* TO DO
Set down all of the data exactly as it appears.

Dataset entries
//! Step 1: normalize the candidate's parameter surface.

use wirec_core::ast::{Binding, BindingElement, FunctionDecl, TypeExpr};

use crate::error::CodegenError;

/// Outcome of parameter normalization
#[derive(Debug, Clone)]
pub struct NormalizedParam {
    /// Name of the single binding the parameter now uses
    pub param_name: String,
    /// The original destructuring elements, when there were any; step 4
    /// prunes these
    pub original_elements: Option<Vec<BindingElement>>,
}

/// Replace a destructured first parameter with a single named binding of the
/// same declared type. A named parameter passes through untouched.
pub fn normalize_parameter(func: &mut FunctionDecl) -> Result<NormalizedParam, CodegenError> {
    let func_name = func.name.clone();
    let Some(param) = func.params.first_mut() else {
        return Err(CodegenError::transformation(
            func_name,
            "candidate has no parameters",
        ));
    };

    match &param.binding {
        Binding::Name { name } => Ok(NormalizedParam {
            param_name: name.clone(),
            original_elements: None,
        }),
        Binding::Destructure { elements } => {
            let elements = elements.clone();
            let param_name = binding_name_for(&param.ty);
            param.binding = Binding::Name {
                name: param_name.clone(),
            };
            Ok(NormalizedParam {
                param_name,
                original_elements: Some(elements),
            })
        }
    }
}

/// Derive a binding name from the declared type: `DashboardProps` becomes
/// `dashboardProps`; anonymous shapes become `props`.
fn binding_name_for(ty: &TypeExpr) -> String {
    match ty {
        TypeExpr::Named { name, .. } if !name.is_empty() => {
            let mut chars = name.chars();
            match chars.next() {
                Some(first) => first.to_ascii_lowercase().to_string() + chars.as_str(),
                None => "props".to_string(),
            }
        }
        _ => "props".to_string(),
    }
}

#[cfg(test)]
mod tests {
    use super::*;
    use wirec_core::ast::Param;

    fn destructured_func(ty: TypeExpr) -> FunctionDecl {
        FunctionDecl {
            name: "Dashboard".into(),
            params: vec![Param {
                binding: Binding::Destructure {
                    elements: vec![
                        BindingElement::simple("logger"),
                        BindingElement::simple("title"),
                    ],
                },
                ty,
            }],
            body: vec![],
        }
    }

    #[test]
    fn named_parameter_is_untouched() {
        let mut func = FunctionDecl {
            name: "Dashboard".into(),
            params: vec![Param {
                binding: Binding::Name {
                    name: "props".into(),
                },
                ty: TypeExpr::named("DashboardProps"),
            }],
            body: vec![],
        };
        let normalized = normalize_parameter(&mut func).unwrap();
        assert_eq!(normalized.param_name, "props");
        assert!(normalized.original_elements.is_none());
    }

    #[test]
    fn destructure_becomes_named_binding_of_same_type() {
        let mut func = destructured_func(TypeExpr::named("DashboardProps"));
        let normalized = normalize_parameter(&mut func).unwrap();
        assert_eq!(normalized.param_name, "dashboardProps");
        assert_eq!(normalized.original_elements.as_ref().unwrap().len(), 2);
        assert_eq!(
            func.params[0].binding,
            Binding::Name {
                name: "dashboardProps".into()
            }
        );
        assert_eq!(func.params[0].ty, TypeExpr::named("DashboardProps"));
    }

    #[test]
    fn anonymous_shape_binds_as_props() {
        let mut func = destructured_func(TypeExpr::Shape { properties: vec![] });
        let normalized = normalize_parameter(&mut func).unwrap();
        assert_eq!(normalized.param_name, "props");
    }

    #[test]
    fn no_parameters_is_a_transformation_error() {
        let mut func = FunctionDecl {
            name: "Footer".into(),
            params: vec![],
            body: vec![],
        };
        assert!(matches!(
            normalize_parameter(&mut func),
            Err(CodegenError::Transformation { .. })
        ));
    }
}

* RESULT
//! Step 1: normalize the candidate's parameter surface.

use wirec_core::ast::{Binding, BindingElement, FunctionDecl, TypeExpr};

use crate::error::CodegenError;

/// Outcome of parameter normalization
#[derive(Debug, Clone)]
pub struct NormalizedParam {
    /// Name of the single binding the parameter now uses
    pub param_name: String,
    /// The original destructuring elements, when there were any; step 4
    /// prunes these
    pub original_elements: Option<Vec<BindingElement>>,
}

/// Replace a destructured first parameter with a single named binding of the
/// same declared type. A named parameter passes through untouched.
pub fn normalize_parameter(func: &mut FunctionDecl) -> Result<NormalizedParam, CodegenError> {
    let func_name = func.name.clone();
    let Some(param) = func.params.first_mut() else {
        return Err(CodegenError::transformation(
            func_name,
            "candidate has no parameters",
        ));
    };

    match &param.binding {
        Binding::Name { name } => Ok(NormalizedParam {
            param_name: name.clone(),
            original_elements: None,
        }),
        Binding::Destructure { elements } => {
            let elements = elements.clone();
            let param_name = binding_name_for(&param.ty);
            param.binding = Binding::Name {
                name: param_name.clone(),
            };
            Ok(NormalizedParam {
                param_name,
                original_elements: Some(elements),
            })
        }
    }
}

/// Derive a binding name from the declared type: `DashboardProps` becomes
/// `dashboardProps`; anonymous shapes become `props`.
fn binding_name_for(ty: &TypeExpr) -> String {
    match ty {
        TypeExpr::Named { name, .. } if !name.is_empty() => {
            let mut chars = name.chars();
            match chars.next() {
                Some(first) => first.to_ascii_lowercase().to_string() + chars.as_str(),
                None => "props".to_string(),
            }
        }
        _ => "props".to_string(),
    }
}

#[cfg(test)]
mod tests {
    use super::*;
    use wirec_core::ast::Param;

    fn destructured_func(ty: TypeExpr) -> FunctionDecl {
        FunctionDecl {
            name: "Dashboard".into(),
            params: vec![Param {
                binding: Binding::Destructure {
                    elements: vec![
                        BindingElement::simple("logger"),
                        BindingElement::simple("title"),
                    ],
                },
                ty,
            }],
            body: vec![],
        }
    }

    #[test]
    fn named_parameter_is_untouched() {
        let mut func = FunctionDecl {
            name: "Dashboard".into(),
            params: vec![Param {
                binding: Binding::Name {
                    name: "props".into(),
                },
                ty: TypeExpr::named("DashboardProps"),
            }],
            body: vec![],
        };
        let normalized = normalize_parameter(&mut func).unwrap();
        assert_eq!(normalized.param_name, "props");
        assert!(normalized.original_elements.is_none());
    }

    #[test]
    fn destructure_becomes_named_binding_of_same_type() {
        let mut func = destructured_func(TypeExpr::named("DashboardProps"));
        let normalized = normalize_parameter(&mut func).unwrap();
        assert_eq!(normalized.param_name, "dashboardProps");
        assert_eq!(normalized.original_elements.as_ref().unwrap().len(), 2);
        assert_eq!(
            func.params[0].binding,
            Binding::Name {
                name: "dashboardProps".into()
            }
        );
        assert_eq!(func.params[0].ty, TypeExpr::named("DashboardProps"));
    }

    #[test]
    fn anonymous_shape_binds_as_props() {
        let mut func = destructured_func(TypeExpr::Shape { properties: vec![] });
        let normalized = normalize_parameter(&mut func).unwrap();
        assert_eq!(normalized.param_name, "props");
    }

    #[test]
    fn no_parameters_is_a_transformation_error() {
        let mut func = FunctionDecl {
            name: "Footer".into(),
            params: vec![],
            body: vec![],
        };
        assert!(matches!(
            normalize_parameter(&mut func),
            Err(CodegenError::Transformation { .. })
        ));
    }
}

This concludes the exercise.